The
Associated Press
LAGRANGE,
Ky. (September 13, 2002 11:17 a.m. EDT) - Almost five years
after gunning down three classmates gathered for a prayer
circle, Michael Carneal still can't explain one thing: Why?
"People want one simple answer - I can't give it," he told
The Courier-Journal of Louisville in an interview at the
Kentucky State Reformatory, where he is serving a life sentence.
Three girls were killed and five others hurt when the
then-14-year-old pulled a stolen .22-caliber pistol out of his
backpack on Dec. 1, 1997, and began firing at the lobby of Heath
High School, near Paducah, Ky.
Now 19, Carneal blamed himself for subsequent school shootings
around the country, especially the April 1999 attack at
Columbine High School that left 13 people dead. He said he felt
so guilty that he attempted suicide several times.

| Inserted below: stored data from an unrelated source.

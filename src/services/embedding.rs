use std::sync::Arc;

use crate::{
    error::AppResult,
    models::{Chunk, UserProfile},
    services::providers::EmbeddingService,
};

/// Turns text into vectors through the configured embedding service
///
/// No caching happens here; corpora persist their chunks through `EmbeddingCache`.
/// Service failures are returned as-is and the caller decides whether to abort.
#[derive(Clone)]
pub struct Embedder {
    service: Arc<dyn EmbeddingService>,
}

impl Embedder {
    pub fn new(service: Arc<dyn EmbeddingService>) -> Self {
        Self { service }
    }

    pub async fn embed(&self, text: &str) -> AppResult<Vec<f32>> {
        self.service.embed(text).await
    }

    /// Embeds `text` and keeps it alongside its vector
    pub async fn embed_chunk(&self, text: String) -> AppResult<Chunk> {
        let embedding = self.embed(&text).await?;
        Ok(Chunk { text, embedding })
    }

    /// Query vector for a user profile, built from its metadata string
    pub async fn embed_profile(&self, profile: &UserProfile) -> AppResult<Vec<f32>> {
        self.embed(&profile.to_metadata_str()).await
    }
}
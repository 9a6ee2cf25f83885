use std::sync::Arc;

use anyhow::Context;
use reqwest::Client as HttpClient;
use tracing_subscriber::EnvFilter;

use movie_recommender::{
    config::Config,
    db::EmbeddingCache,
    routes::{create_router, AppState},
    services::{
        ingest::{ScrapeIngestor, TranscriptIngestor},
        providers::{OmdbProvider, OpenAiClient, TmdbProvider, WikipediaProvider},
        recommenders::{DiscoveryRecommender, GenerativeRecommender, SimilarityRecommender},
        Embedder, Enricher, RecommendationService, RecommendationStrategy,
    },
};

/// Wires every collaborator from configuration
fn build_state(config: &Config) -> anyhow::Result<AppState> {
    let http_client = HttpClient::builder()
        .build()
        .context("Failed to build HTTP client")?;

    let openai = Arc::new(OpenAiClient::new(
        http_client.clone(),
        config.openai_api_key.clone(),
        config.openai_api_url.clone(),
        config.openai_model.clone(),
        config.embedding_model.clone(),
    ));
    let omdb = Arc::new(OmdbProvider::new(
        http_client.clone(),
        config.omdb_api_key.clone(),
        config.omdb_url.clone(),
    ));
    let tmdb = Arc::new(TmdbProvider::new(
        http_client.clone(),
        config.tmdb_api_key.clone(),
        config.tmdb_url.clone(),
    ));
    let wikipedia = Arc::new(WikipediaProvider::new(
        http_client,
        config.wikipedia_api_url.clone(),
    ));

    let embedder = Embedder::new(openai.clone());
    let enricher = Enricher::new(omdb.clone(), wikipedia.clone(), openai.clone());
    let discovery = DiscoveryRecommender::new(tmdb.clone());
    let amount = config.amount_of_movies;

    let worst_movies = SimilarityRecommender::new(
        EmbeddingCache::new(&config.worst_movies_cache_path),
        Arc::new(ScrapeIngestor::new(
            config.worst_movies_url.clone(),
            wikipedia,
            embedder.clone(),
        )),
        embedder.clone(),
        amount,
    );
    let subtitles = SimilarityRecommender::new(
        EmbeddingCache::new(&config.subtitles_cache_path),
        Arc::new(TranscriptIngestor::new(
            &config.subtitles_dir,
            config.subtitle_interval_minutes,
            embedder.clone(),
        )),
        embedder,
        amount,
    );

    let recommendations = RecommendationService::new(enricher)
        .with_strategy(RecommendationStrategy::Discovery, Arc::new(discovery.clone()))
        .with_strategy(
            RecommendationStrategy::PureAi,
            Arc::new(GenerativeRecommender::pure(openai.clone(), amount)),
        )
        .with_strategy(
            RecommendationStrategy::AiAssist,
            Arc::new(GenerativeRecommender::assisted(openai, discovery, amount)),
        )
        .with_strategy(RecommendationStrategy::WorstMovie, Arc::new(worst_movies))
        .with_strategy(RecommendationStrategy::Subtitles, Arc::new(subtitles));

    Ok(AppState {
        recommendations: Arc::new(recommendations),
        discovery: tmdb,
        metadata: omdb,
    })
}

#[tokio::main]
async fn main() -> anyhow::Result<()> {
    tracing_subscriber::fmt()
        .with_env_filter(
            EnvFilter::try_from_default_env().unwrap_or_else(|_| EnvFilter::new("info")),
        )
        .init();

    let config = Config::from_env()?;
    let state = build_state(&config)?;
    let app = create_router(state);

    let address = config.bind_address();
    let listener = tokio::net::TcpListener::bind(&address)
        .await
        .with_context(|| format!("Failed to bind {}", address))?;

    tracing::info!(address = %address, "Server running");
    axum::serve(listener, app).await?;

    Ok(())
}
use std::sync::Arc;

use tokio::sync::OnceCell;

use crate::{
    db::EmbeddingCache,
    error::{AppError, AppResult},
    models::{Candidate, Corpus, UserProfile},
    services::{
        embedding::Embedder,
        ingest::{load_or_ingest, CorpusIngestor},
        recommenders::{CandidateList, Recommender},
        similarity::rank,
    },
};

/// Ranks a pre-built corpus against the embedded user profile
///
/// The corpus is loaded from its cache file on first use, ingesting and saving it
/// when the file does not exist yet, and is kept in memory afterwards. A failed
/// first load is not remembered; the next request tries again.
pub struct SimilarityRecommender {
    cache: EmbeddingCache,
    ingestor: Arc<dyn CorpusIngestor>,
    embedder: Embedder,
    amount: usize,
    corpus: OnceCell<Corpus>,
}

impl SimilarityRecommender {
    pub fn new(
        cache: EmbeddingCache,
        ingestor: Arc<dyn CorpusIngestor>,
        embedder: Embedder,
        amount: usize,
    ) -> Self {
        Self {
            cache,
            ingestor,
            embedder,
            amount,
            corpus: OnceCell::new(),
        }
    }

    async fn corpus(&self) -> AppResult<&Corpus> {
        self.corpus
            .get_or_try_init(|| async {
                let corpus = load_or_ingest(&self.cache, self.ingestor.as_ref()).await?;
                tracing::info!(
                    ingestor = self.ingestor.name(),
                    records = corpus.len(),
                    "Corpus ready"
                );
                Ok::<_, AppError>(corpus)
            })
            .await
    }
}

#[async_trait::async_trait]
impl Recommender for SimilarityRecommender {
    async fn candidates(&self, profile: &UserProfile) -> AppResult<CandidateList> {
        let corpus = self.corpus().await?;
        let query = self.embedder.embed_profile(profile).await?;

        let ranked = rank(&query, corpus, self.amount);
        for hit in &ranked {
            tracing::debug!(key = %hit.key, score = hit.score, "Ranked corpus entry");
        }

        let candidates = ranked
            .iter()
            .map(|hit| Candidate::from_corpus_key(&hit.key))
            .collect();
        Ok(CandidateList::new(candidates))
    }
}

"I thought if I killed myself, I would make the world a better
place," he said in Thursday's Courier-Journal. Later, he said,
he realized "I can't change anything that happened, by dying or
anything else; I wish I could change things, but I can't."
Back then, Carneal said, he believed his parents didn't love
him, and that he was constantly taunted by other students,
including some who he said falsely claimed he was gay.
"I realize now that it was just what adolescents do - pick on
each other and joke around," he said. "But I still think I got a
little more of it than most kids."
One thing that did not influence him, he said, is video games or
violent movies.
The families of the slain girls filed a $33 million lawsuit
blaming entertainment companies for the shootings. Last month, a
federal appeals court panel unanimously affirmed the dismissal
of the case, saying the companies couldn't have known that
somebody would commit such a crime after viewing their products.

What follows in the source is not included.